New York introduced Senate Bill 1570, which would do just that. Under this bill, taxable gain or loss would be recognized as if each taxpayer with net assets of at least $1 billion sold all of his or her assets for fair market value at the end of each year. Any net gain from these deemed sales would be included in the taxpayer’s 2023 income up to a “phase-in cap” amount.
A week later, a California representative introduced Assembly Bill 259, which would impose a 1.5% wealth tax on Californians with net worth in excess of $1 billion and a 1% tax on Californians with net worth in excess of $50 million. Although California Governor Gavin Newsom said that this wealth tax is “not part of the conversation” and that Assembly Bill 259 will never become law, wealth taxes in general are clearly becoming a part of the national conversation.

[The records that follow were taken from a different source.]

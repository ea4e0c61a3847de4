//! Foreground window tracking.
//!
//! The tracker polls the window/app query collaborator on a fixed
//! interval and emits a WindowChange event only when the (app, title)
//! pair actually changes. Query failures are counted and tolerated: the
//! tracker simply holds its last-known state.

use crate::error::Result;
use crate::event::{CaptureClock, EventPayload, PendingEvent};
use crate::timeline::TimelineBuffer;
use std::sync::atomic::{AtomicBool, AtomicU64, Ordering};
use std::sync::{Arc, Mutex};
use std::thread::{self, JoinHandle};
use std::time::Duration;

/// Current foreground application and window, as reported by the
/// external query collaborator.
#[derive(Debug, Clone, PartialEq, Eq)]
pub struct ForegroundWindow {
    pub app_name: String,
    pub window_title: String,
}

/// External window/app query collaborator.
pub trait WindowQuery: Send + Sync {
    fn foreground(&self) -> Result<ForegroundWindow>;
}

#[derive(Debug, Clone, PartialEq, Eq)]
enum TrackerState {
    /// Nothing observed yet; the first successful poll always emits.
    Unknown,
    Tracking(ForegroundWindow),
}

pub struct WindowTracker {
    query: Arc<dyn WindowQuery>,
    bus: Arc<TimelineBuffer>,
    clock: CaptureClock,
    state: TrackerState,
    failures: AtomicU64,
}

impl WindowTracker {
    pub fn new(query: Arc<dyn WindowQuery>, bus: Arc<TimelineBuffer>, clock: CaptureClock) -> Self {
        Self {
            query,
            bus,
            clock,
            state: TrackerState::Unknown,
            failures: AtomicU64::new(0),
        }
    }

    /// Performs one poll cycle. Emits a WindowChange event only on an
    /// actual transition; identical polls are no-ops.
    pub fn poll(&mut self) {
        let current = match self.query.foreground() {
            Ok(window) => window,
            Err(e) => {
                self.failures.fetch_add(1, Ordering::Relaxed);
                tracing::debug!(?e, "Window query failed, keeping last-known state");
                return;
            }
        };

        let previous = match &self.state {
            TrackerState::Unknown => None,
            TrackerState::Tracking(window) if *window == current => return,
            TrackerState::Tracking(window) => Some(window.clone()),
        };

        let payload = EventPayload::WindowChange {
            app_name: current.app_name.clone(),
            window_title: current.window_title.clone(),
            previous_app: previous.as_ref().map(|w| w.app_name.clone()),
            previous_title: previous.as_ref().map(|w| w.window_title.clone()),
        };
        self.bus.ingest(PendingEvent::capture(&self.clock, payload));

        tracing::debug!(
            app = %current.app_name,
            title = %current.window_title,
            "Window focus changed"
        );
        self.state = TrackerState::Tracking(current);
    }

    /// Number of failed polls since startup. Failures are never fatal.
    pub fn failure_count(&self) -> u64 {
        self.failures.load(Ordering::Relaxed)
    }
}

/// Spawns the window polling thread.
///
/// The thread polls the tracker on `interval` until the shutdown flag is
/// set, then exits.
pub fn spawn_polling_thread(
    tracker: Arc<Mutex<WindowTracker>>,
    shutdown: Arc<AtomicBool>,
    interval: Duration,
) -> JoinHandle<()> {
    thread::spawn(move || {
        tracing::info!(
            interval_ms = interval.as_millis(),
            "Window polling thread started"
        );

        while !shutdown.load(Ordering::SeqCst) {
            if let Ok(mut tracker) = tracker.lock() {
                tracker.poll();
            }
            thread::sleep(interval);
        }

        tracing::info!("Window polling thread shutting down");
    })
}

#[cfg(test)]
mod tests {
    use super::*;
    use crate::error::Error;
    use crate::event::EventKind;

    /// Scripted query collaborator: returns each result once, then fails.
    struct ScriptedQuery {
        script: Mutex<Vec<Result<ForegroundWindow>>>,
    }

    impl ScriptedQuery {
        fn new(mut script: Vec<Result<ForegroundWindow>>) -> Arc<Self> {
            script.reverse();
            Arc::new(Self {
                script: Mutex::new(script),
            })
        }
    }

    impl WindowQuery for ScriptedQuery {
        fn foreground(&self) -> Result<ForegroundWindow> {
            let mut script = self.script.lock().unwrap();
            match script.pop() {
                Some(result) => result,
                None => Err(Error::WindowQuery("script exhausted".to_string())),
            }
        }
    }

    fn window(app: &str, title: &str) -> ForegroundWindow {
        ForegroundWindow {
            app_name: app.to_string(),
            window_title: title.to_string(),
        }
    }

    #[test]
    fn test_duplicate_polls_emit_once() {
        // (Mail, Inbox), (Mail, Inbox), (Safari, Docs): exactly two
        // events. Unknown -> Mail, then Mail -> Safari.
        let query = ScriptedQuery::new(vec![
            Ok(window("Mail", "Inbox")),
            Ok(window("Mail", "Inbox")),
            Ok(window("Safari", "Docs")),
        ]);
        let bus = Arc::new(TimelineBuffer::new());
        let mut tracker = WindowTracker::new(query, Arc::clone(&bus), CaptureClock::new());

        tracker.poll();
        tracker.poll();
        tracker.poll();

        let snapshot = bus.snapshot();
        assert_eq!(snapshot.len(), 2);
        assert_eq!(snapshot[0].kind(), EventKind::WindowChange);

        match &snapshot[0].payload {
            EventPayload::WindowChange {
                app_name,
                previous_app,
                ..
            } => {
                assert_eq!(app_name, "Mail");
                assert!(previous_app.is_none()); // first transition from Unknown
            }
            other => panic!("expected WindowChange, got {other:?}"),
        }
        match &snapshot[1].payload {
            EventPayload::WindowChange {
                app_name,
                window_title,
                previous_app,
                previous_title,
            } => {
                assert_eq!(app_name, "Safari");
                assert_eq!(window_title, "Docs");
                assert_eq!(previous_app.as_deref(), Some("Mail"));
                assert_eq!(previous_title.as_deref(), Some("Inbox"));
            }
            other => panic!("expected WindowChange, got {other:?}"),
        }
    }

    #[test]
    fn test_title_change_within_same_app_emits() {
        let query = ScriptedQuery::new(vec![
            Ok(window("Safari", "Tab 1")),
            Ok(window("Safari", "Tab 2")),
        ]);
        let bus = Arc::new(TimelineBuffer::new());
        let mut tracker = WindowTracker::new(query, Arc::clone(&bus), CaptureClock::new());

        tracker.poll();
        tracker.poll();
        assert_eq!(bus.snapshot().len(), 2);
    }

    #[test]
    fn test_failure_holds_state_and_counts() {
        let query = ScriptedQuery::new(vec![
            Ok(window("Mail", "Inbox")),
            Err(Error::WindowQuery("no frontmost app".to_string())),
            Ok(window("Mail", "Inbox")),
        ]);
        let bus = Arc::new(TimelineBuffer::new());
        let mut tracker = WindowTracker::new(query, Arc::clone(&bus), CaptureClock::new());

        tracker.poll(); // emits
        tracker.poll(); // fails: no event, state held
        tracker.poll(); // same window again: no event

        assert_eq!(bus.snapshot().len(), 1);
        assert_eq!(tracker.failure_count(), 1);
    }

    #[test]
    fn test_failure_before_first_success_stays_unknown() {
        let query = ScriptedQuery::new(vec![
            Err(Error::WindowQuery("not ready".to_string())),
            Ok(window("Mail", "Inbox")),
        ]);
        let bus = Arc::new(TimelineBuffer::new());
        let mut tracker = WindowTracker::new(query, Arc::clone(&bus), CaptureClock::new());

        tracker.poll();
        assert!(bus.is_empty());

        tracker.poll(); // first success always emits
        assert_eq!(bus.snapshot().len(), 1);
    }
}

One of the primary reasons that wealth taxes have failed to gain traction in the past is that any such tax would present significant challenges in enforcement and administration. A wealth tax must be applied as a “mark-to-market” system, meaning that taxpayers must assume a hypothetical sale of each asset for its fair market value on a particular date (usually December 31 of each year). This could impose hardships resulting from market fluctuations and could require taxpayers to obtain expensive appraisals for hard-to-value assets.
Wealth taxes could also create liquidity problems. When someone sells an asset for a gain, they receive proceeds from the sale and can use that money to pay the taxes owed on the sale. In a wealth tax regime, the tax is imposed with no reciprocal cash payment to foot the bill. This could force taxpayers to sell assets or borrow against assets to pay the tax.

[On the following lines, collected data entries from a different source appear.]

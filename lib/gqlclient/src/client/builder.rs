use std::time::Duration;

use http::header::{HeaderMap, HeaderName, HeaderValue};
use url::Url;

use super::{Authentication, GraphQlClient, GraphQlClientError};

/// Default deadline applied to each request.
pub const DEFAULT_TIMEOUT: Duration = Duration::from_secs(30);

/// Builder for [`GraphQlClient`].
///
/// # Default Configuration
///
/// - **Endpoint**: none, [`with_endpoint`](Self::with_endpoint) is required
/// - **Transport**: a default `reqwest::Client`
/// - **Timeout**: 30 seconds per request
/// - **Headers**: none
/// - **Authentication**: none
///
/// # Example
///
/// ```rust
/// use std::time::Duration;
/// use gqlclient::GraphQlClient;
///
/// # fn example() -> Result<(), gqlclient::GraphQlClientError> {
/// let client = GraphQlClient::builder()
///     .with_endpoint("https://api.example.com/graphql")?
///     .with_timeout(Duration::from_secs(5))
///     .with_header("x-request-source", "batch")?
///     .build()?;
/// # Ok(())
/// # }
/// ```
#[derive(Debug, Clone)]
pub struct GraphQlClientBuilder {
    client: reqwest::Client,
    endpoint: Option<Url>,
    timeout: Duration,
    headers: HeaderMap,
    authentication: Option<Authentication>,
}

impl Default for GraphQlClientBuilder {
    fn default() -> Self {
        Self {
            client: reqwest::Client::new(),
            endpoint: None,
            timeout: DEFAULT_TIMEOUT,
            headers: HeaderMap::new(),
            authentication: None,
        }
    }
}

impl GraphQlClientBuilder {
    /// Builds the client.
    ///
    /// # Errors
    ///
    /// Returns [`GraphQlClientError::MissingEndpoint`] when no endpoint was set.
    pub fn build(self) -> Result<GraphQlClient, GraphQlClientError> {
        let Self {
            client,
            endpoint,
            timeout,
            headers,
            authentication,
        } = self;

        let endpoint = endpoint.ok_or(GraphQlClientError::MissingEndpoint)?;

        Ok(GraphQlClient {
            client,
            endpoint,
            timeout,
            headers,
            authentication,
        })
    }

    /// Sets the URL operations are posted to.
    ///
    /// # Errors
    ///
    /// Returns [`GraphQlClientError::InvalidEndpoint`] when `endpoint` is not a URL.
    pub fn with_endpoint(mut self, endpoint: impl AsRef<str>) -> Result<Self, GraphQlClientError> {
        self.endpoint = Some(Url::parse(endpoint.as_ref())?);
        Ok(self)
    }

    /// Uses the given `reqwest::Client` for every request.
    ///
    /// Useful to share a connection pool, or to configure TLS and proxies.
    #[must_use]
    pub fn with_client(mut self, client: reqwest::Client) -> Self {
        self.client = client;
        self
    }

    /// Sets the default per-request timeout.
    #[must_use]
    pub fn with_timeout(mut self, timeout: Duration) -> Self {
        self.timeout = timeout;
        self
    }

    /// Adds a header sent with every request.
    ///
    /// # Errors
    ///
    /// Fails when the name or the value is not a valid header.
    pub fn with_header(
        mut self,
        name: impl AsRef<str>,
        value: impl AsRef<str>,
    ) -> Result<Self, GraphQlClientError> {
        let name = HeaderName::from_bytes(name.as_ref().as_bytes())?;
        let value = HeaderValue::from_str(value.as_ref())?;
        self.headers.insert(name, value);
        Ok(self)
    }

    /// Authenticates every request.
    ///
    /// The credentials replace any header of the same name set with
    /// [`with_header`](Self::with_header) or on a single call.
    #[must_use]
    pub fn with_authentication(mut self, authentication: Authentication) -> Self {
        self.authentication = Some(authentication);
        self
    }
}

#[cfg(test)]
mod tests {
    use super::*;

    #[test]
    fn test_builder_requires_endpoint() {
        let result = GraphQlClientBuilder::default().build();

        assert!(matches!(result, Err(GraphQlClientError::MissingEndpoint)));
    }

    #[test]
    fn test_builder_rejects_invalid_endpoint() {
        let result = GraphQlClientBuilder::default().with_endpoint("not a url");

        assert!(matches!(result, Err(GraphQlClientError::InvalidEndpoint(_))));
    }

    #[test]
    fn test_builder_defaults() {
        let client = GraphQlClientBuilder::default()
            .with_endpoint("http://localhost:4000/graphql")
            .expect("valid endpoint")
            .build()
            .expect("should build client");

        insta::assert_snapshot!(client.endpoint, @"http://localhost:4000/graphql");
        assert_eq!(client.timeout, DEFAULT_TIMEOUT);
        assert!(client.headers.is_empty());
        assert!(client.authentication.is_none());
    }

    #[test]
    fn test_builder_with_timeout_and_headers() {
        let client = GraphQlClientBuilder::default()
            .with_endpoint("https://api.example.com/graphql")
            .expect("valid endpoint")
            .with_timeout(Duration::from_millis(250))
            .with_header("X-Trace", "abc")
            .expect("valid header")
            .build()
            .expect("should build client");

        assert_eq!(client.timeout, Duration::from_millis(250));
        assert_eq!(
            client.headers.get("x-trace").map(HeaderValue::as_bytes),
            Some(b"abc".as_slice())
        );
    }

    #[test]
    fn test_builder_rejects_invalid_header() {
        let result = GraphQlClientBuilder::default().with_header("Invalid Header", "value");
        assert!(matches!(result, Err(GraphQlClientError::InvalidHeaderName(_))));

        let result = GraphQlClientBuilder::default().with_header("x-ok", "bad\nvalue");
        assert!(matches!(result, Err(GraphQlClientError::InvalidHeaderValue(_))));
    }

    #[test]
    fn test_builder_with_authentication() {
        let client = GraphQlClientBuilder::default()
            .with_endpoint("https://api.example.com/graphql")
            .expect("valid endpoint")
            .with_authentication(Authentication::Bearer("token".into()))
            .build()
            .expect("should build client");

        assert!(matches!(
            client.authentication,
            Some(Authentication::Bearer(ref token)) if token.as_str() == "token"
        ));
    }
}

States also have to wrestle with the fact that any increase to income taxes or introduction of wealth taxes could drive residents to move to other states. There are currently nine states that do not impose any income taxes at all, many of which border states in the Fund our Future coalition. In recent years, there has been a well-documented exodus of people from Connecticut, New York and Massachusetts to Florida, which does not impose any state income tax or estate tax on its residents.
If this trend continues, it will put high-tax states in the difficult position of balancing the perceived need for more tax revenue against the risk of shrinking the tax base if residents change domicile. Even if proposals like the wealth tax never pass a state legislature, the very fact that the tax was proposed could be enough to convince wealthy residents to move and could be a sign of things to come.